J'aime les romans qui parlent de maisons. J'aime les histoires familiales qu'elles renferment avec leurs secrets, leurs joies et leurs drames, leurs rires et leurs pleurs.

La Maison d'Isadora Aberfletch est au coeur du premier roman de Perrine Tripier. Lieu d'intimité et de refuge, de retrouvailles et de partages, de querelles et de réconciliations, lieu de mémoire et de drames, de solitude et de regrets, elle reflète l'âme de ses occupants.
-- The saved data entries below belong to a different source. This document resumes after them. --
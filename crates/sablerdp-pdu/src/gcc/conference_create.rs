//! GCC Conference Create Request / Response, the PER-encoded wrappers the
//! MCS Connect user data travels in (T.124 with the H.221 non-standard keys
//! `Duca` and `McDn`).

use sablerdp_core::{
    cast_length, ensure_size, invalid_field_err, other_err, Decode, DecodeResult, Encode, EncodeResult, ReadCursor,
    WriteCursor,
};

use super::{ClientGccBlocks, ServerGccBlocks};
use crate::per;

const CONFERENCE_OBJECT_ID: [u8; 6] = [0, 0, 20, 124, 0, 1];
const CLIENT_TO_SERVER_H221_KEY: &[u8; 4] = b"Duca";
const SERVER_TO_CLIENT_H221_KEY: &[u8; 4] = b"McDn";
const GCC_USER_ID_MIN: u16 = 1001;

const REQUEST_CONNECT_PDU_SIZE: usize = 12;
const RESPONSE_CONNECT_PDU_SIZE: usize = 13;
const OBJECT_IDENTIFIER_KEY: u8 = 0;
const CONFERENCE_CREATE_REQUEST_CHOICE: u8 = 0;
const CONFERENCE_CREATE_RESPONSE_CHOICE: u8 = 0x14;
const USER_DATA_SELECTION: u8 = 8;
const USER_DATA_NUMBER_OF_SETS: u8 = 1;
const H221_NON_STANDARD_CHOICE: u8 = 0xC0;
const H221_KEY_MIN_LENGTH: usize = 4;
const CONFERENCE_NAME: &[u8] = b"1";
const RESPONSE_TAG: u32 = 1;
const RESPONSE_RESULT_SUCCESS: u8 = 0;

#[derive(Clone, Debug, PartialEq, Eq)]
pub struct ConferenceCreateRequest {
    pub gcc_blocks: ClientGccBlocks,
}

impl ConferenceCreateRequest {
    const NAME: &'static str = "ConferenceCreateRequest";
}

impl Encode for ConferenceCreateRequest {
    fn encode(&self, dst: &mut WriteCursor<'_>) -> EncodeResult<()> {
        ensure_size!(in: dst, size: self.size());

        let gcc_blocks_len = self.gcc_blocks.size();

        // ConnectData::Key: select OBJECT_IDENTIFIER, the T.124 protocol id
        per::write_choice(dst, OBJECT_IDENTIFIER_KEY);
        per::write_object_id(dst, CONFERENCE_OBJECT_ID);

        // ConnectData::connectPDU: length of the remainder
        per::write_length(dst, cast_length!("connectPduLen", gcc_blocks_len + REQUEST_CONNECT_PDU_SIZE)?);
        // ConnectGCCPDU CHOICE: conferenceCreateRequest
        per::write_choice(dst, CONFERENCE_CREATE_REQUEST_CHOICE);
        // ConferenceCreateRequest: select the optional userData field
        per::write_selection(dst, USER_DATA_SELECTION);
        // ConferenceName
        per::write_numeric_string(dst, CONFERENCE_NAME, 1).map_err(|e| other_err!("confName", source: e))?;
        per::write_padding(dst, 1);
        // UserData: one h221NonStandard set keyed "Duca"
        per::write_number_of_sets(dst, USER_DATA_NUMBER_OF_SETS);
        per::write_choice(dst, H221_NON_STANDARD_CHOICE);
        per::write_octet_string(dst, CLIENT_TO_SERVER_H221_KEY, H221_KEY_MIN_LENGTH)
            .map_err(|e| other_err!("client-to-server key", source: e))?;
        // The value: the concatenated client GCC blocks
        per::write_length(dst, cast_length!("gccBlocksLen", gcc_blocks_len)?);
        self.gcc_blocks.encode(dst)?;

        Ok(())
    }

    fn name(&self) -> &'static str {
        Self::NAME
    }

    fn size(&self) -> usize {
        let gcc_blocks_len = self.gcc_blocks.size();
        let connect_pdu_len = (gcc_blocks_len + REQUEST_CONNECT_PDU_SIZE) as u16;

        per::CHOICE_SIZE
            + CONFERENCE_OBJECT_ID.len()
            + per::sizeof_length(connect_pdu_len)
            + REQUEST_CONNECT_PDU_SIZE
            + per::sizeof_length(gcc_blocks_len as u16)
            + gcc_blocks_len
    }
}

impl<'de> Decode<'de> for ConferenceCreateRequest {
    fn decode(src: &mut ReadCursor<'de>) -> DecodeResult<Self> {
        ensure_size!(in: src, size: per::CHOICE_SIZE);
        if per::read_choice(src) != OBJECT_IDENTIFIER_KEY {
            return Err(invalid_field_err!("ConnectData::Key", "unexpected key type"));
        }
        if per::read_object_id(src).map_err(|e| other_err!("objectId", source: e))? != CONFERENCE_OBJECT_ID {
            return Err(invalid_field_err!("ConnectData::Key", "unexpected object id"));
        }

        let _length = per::read_length(src).map_err(|e| other_err!("len", source: e))?;

        ensure_size!(in: src, size: per::CHOICE_SIZE);
        if per::read_choice(src) != CONFERENCE_CREATE_REQUEST_CHOICE {
            return Err(invalid_field_err!("connectPDU", "expected a ConferenceCreateRequest"));
        }

        ensure_size!(in: src, size: per::CHOICE_SIZE);
        if per::read_selection(src) != USER_DATA_SELECTION {
            return Err(invalid_field_err!("selection", "expected the userData selection"));
        }

        per::read_numeric_string(src, 1).map_err(|e| other_err!("confName", source: e))?;
        per::read_padding(src, 1);

        ensure_size!(in: src, size: per::CHOICE_SIZE);
        if per::read_number_of_sets(src) != USER_DATA_NUMBER_OF_SETS {
            return Err(invalid_field_err!("userData", "expected exactly one user data set"));
        }
        ensure_size!(in: src, size: per::CHOICE_SIZE);
        if per::read_choice(src) != H221_NON_STANDARD_CHOICE {
            return Err(invalid_field_err!("userData", "expected an h221NonStandard set"));
        }
        if per::read_octet_string(src, H221_KEY_MIN_LENGTH).map_err(|e| other_err!("h221 key", source: e))?
            != CLIENT_TO_SERVER_H221_KEY
        {
            return Err(invalid_field_err!("userData", "invalid client-to-server H.221 key"));
        }

        let _gcc_blocks_len = per::read_length(src).map_err(|e| other_err!("len", source: e))?;
        let gcc_blocks = ClientGccBlocks::decode(src)?;

        Ok(Self { gcc_blocks })
    }
}

#[derive(Clone, Debug, PartialEq, Eq)]
pub struct ConferenceCreateResponse {
    pub user_id: u16,
    pub gcc_blocks: ServerGccBlocks,
}

impl ConferenceCreateResponse {
    const NAME: &'static str = "ConferenceCreateResponse";
}

impl Encode for ConferenceCreateResponse {
    fn encode(&self, dst: &mut WriteCursor<'_>) -> EncodeResult<()> {
        ensure_size!(in: dst, size: self.size());

        let gcc_blocks_len = self.gcc_blocks.size();

        per::write_choice(dst, OBJECT_IDENTIFIER_KEY);
        per::write_object_id(dst, CONFERENCE_OBJECT_ID);

        // Ignored by clients per [MS-RDPBCGR].
        per::write_length(dst, cast_length!("connectPduLen", gcc_blocks_len + RESPONSE_CONNECT_PDU_SIZE)?);
        per::write_choice(dst, CONFERENCE_CREATE_RESPONSE_CHOICE);
        // nodeID
        per::write_u16(dst, self.user_id, GCC_USER_ID_MIN).map_err(|e| other_err!("nodeId", source: e))?;
        // tag, result
        per::write_u32(dst, RESPONSE_TAG);
        per::write_enum(dst, RESPONSE_RESULT_SUCCESS);
        per::write_number_of_sets(dst, USER_DATA_NUMBER_OF_SETS);
        per::write_choice(dst, H221_NON_STANDARD_CHOICE);
        per::write_octet_string(dst, SERVER_TO_CLIENT_H221_KEY, H221_KEY_MIN_LENGTH)
            .map_err(|e| other_err!("server-to-client key", source: e))?;
        per::write_length(dst, cast_length!("gccBlocksLen", gcc_blocks_len)?);
        self.gcc_blocks.encode(dst)?;

        Ok(())
    }

    fn name(&self) -> &'static str {
        Self::NAME
    }

    fn size(&self) -> usize {
        let gcc_blocks_len = self.gcc_blocks.size();
        let connect_pdu_len = (gcc_blocks_len + RESPONSE_CONNECT_PDU_SIZE) as u16;

        per::CHOICE_SIZE
            + CONFERENCE_OBJECT_ID.len()
            + per::sizeof_length(connect_pdu_len)
            + RESPONSE_CONNECT_PDU_SIZE
            + per::sizeof_length(gcc_blocks_len as u16)
            + gcc_blocks_len
    }
}

impl<'de> Decode<'de> for ConferenceCreateResponse {
    fn decode(src: &mut ReadCursor<'de>) -> DecodeResult<Self> {
        ensure_size!(in: src, size: per::CHOICE_SIZE);
        if per::read_choice(src) != OBJECT_IDENTIFIER_KEY {
            return Err(invalid_field_err!("ConnectData::Key", "unexpected key type"));
        }
        if per::read_object_id(src).map_err(|e| other_err!("objectId", source: e))? != CONFERENCE_OBJECT_ID {
            return Err(invalid_field_err!("ConnectData::Key", "unexpected object id"));
        }

        let _length = per::read_length(src).map_err(|e| other_err!("len", source: e))?;

        ensure_size!(in: src, size: per::CHOICE_SIZE);
        if per::read_choice(src) != CONFERENCE_CREATE_RESPONSE_CHOICE {
            return Err(invalid_field_err!("connectPDU", "expected a ConferenceCreateResponse"));
        }

        let user_id = per::read_u16(src, GCC_USER_ID_MIN).map_err(|e| other_err!("nodeId", source: e))?;
        per::read_u32(src).map_err(|e| other_err!("tag", source: e))?;

        ensure_size!(in: src, size: per::ENUM_SIZE);
        let result = per::read_enum(src, 16).map_err(|e| other_err!("result", source: e))?;
        if result != RESPONSE_RESULT_SUCCESS {
            return Err(invalid_field_err!("result", "conference create request was rejected"));
        }

        ensure_size!(in: src, size: per::CHOICE_SIZE);
        if per::read_number_of_sets(src) != USER_DATA_NUMBER_OF_SETS {
            return Err(invalid_field_err!("userData", "expected exactly one user data set"));
        }
        ensure_size!(in: src, size: per::CHOICE_SIZE);
        if per::read_choice(src) != H221_NON_STANDARD_CHOICE {
            return Err(invalid_field_err!("userData", "expected an h221NonStandard set"));
        }
        if per::read_octet_string(src, H221_KEY_MIN_LENGTH).map_err(|e| other_err!("h221 key", source: e))?
            != SERVER_TO_CLIENT_H221_KEY
        {
            return Err(invalid_field_err!("userData", "invalid server-to-client H.221 key"));
        }

        let _gcc_blocks_len = per::read_length(src).map_err(|e| other_err!("len", source: e))?;
        let gcc_blocks = ServerGccBlocks::decode(src)?;

        Ok(Self { user_id, gcc_blocks })
    }
}

#[cfg(test)]
mod tests {
    use super::*;
    use crate::gcc;
    use crate::nego::SecurityProtocol;
    use sablerdp_core::{decode, encode_vec};

    fn client_blocks() -> ClientGccBlocks {
        ClientGccBlocks {
            core: gcc::ClientCoreData {
                version: gcc::RdpVersion::V5_PLUS,
                desktop_width: 1024,
                desktop_height: 768,
                keyboard_layout: 0,
                client_build: 2600,
                client_name: "sable".to_owned(),
                keyboard_type: 4,
                keyboard_subtype: 0,
                keyboard_functional_keys_count: 12,
                ime_file_name: String::new(),
                high_color_depth: gcc::HighColorDepth::Bpp24,
                supported_color_depths: gcc::SupportedColorDepths::BPP24,
                early_capability_flags: gcc::ClientEarlyCapabilityFlags::empty(),
                dig_product_id: String::new(),
                connection_type: gcc::ConnectionType::Lan,
                server_selected_protocol: SecurityProtocol::HYBRID,
            },
            security: gcc::ClientSecurityData::no_security(),
            network: gcc::ClientNetworkData { channels: Vec::new() },
            cluster: None,
        }
    }

    #[test]
    fn conference_create_request_round_trip() {
        let request = ConferenceCreateRequest {
            gcc_blocks: client_blocks(),
        };

        let encoded = encode_vec(&request).unwrap();
        assert_eq!(encoded.len(), request.size());

        // T.124 object identifier and the Duca H.221 key are on the wire.
        assert_eq!(&encoded[1..7], [0x05, 0x00, 0x14, 0x7C, 0x00, 0x01]);
        assert!(encoded.windows(4).any(|w| w == b"Duca"));

        let decoded: ConferenceCreateRequest = decode(&encoded).unwrap();
        assert_eq!(decoded, request);
    }

    #[test]
    fn conference_create_response_round_trip() {
        let response = ConferenceCreateResponse {
            user_id: 1002,
            gcc_blocks: ServerGccBlocks {
                core: gcc::ServerCoreData {
                    version: gcc::RdpVersion::V5_PLUS,
                    client_requested_protocols: Some(SecurityProtocol::HYBRID),
                    early_capability_flags: None,
                },
                network: gcc::ServerNetworkData {
                    io_channel: 1003,
                    channel_ids: Vec::new(),
                },
                security: gcc::ServerSecurityData::no_security(),
            },
        };

        let encoded = encode_vec(&response).unwrap();
        assert_eq!(encoded.len(), response.size());
        assert!(encoded.windows(4).any(|w| w == b"McDn"));

        let decoded: ConferenceCreateResponse = decode(&encoded).unwrap();
        assert_eq!(decoded, response);
    }
}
« Il est des lieux qui vous harponnent. Qui enroulent leurs mailles autour de vos songes, qui ajustent leurs griffes, juste assez pour vous laisser grandir, mais avec dans votre chair la meurtrissure de leur emprise.
Il est des portes dont le bruit quand on les pousse est comme un cri du temps qui brise encore l'oubli.
Il est des escaliers dont on aimerait tant gravir à nouveau les marches, juste une fois, en laissant couler dans sa paume le poli froid de la rampe. »

*
Vous êtes-vous déjà senti attiré par un lieu, au point de ne pouvoir vous en détacher sans être amputé d'une part de vous-même ?
Isadora Aberfletch, la narratrice, a vécu toute sa vie dans cette grande Maison familiale au charme désuet. Elle s'est retranchée corps et âme dans une solitude voulue, vieillissant avec sa Maison, s'y fondant, rejetant comme une amante jalouse ceux qui pourraient également l'aimer et s'y sentir bien.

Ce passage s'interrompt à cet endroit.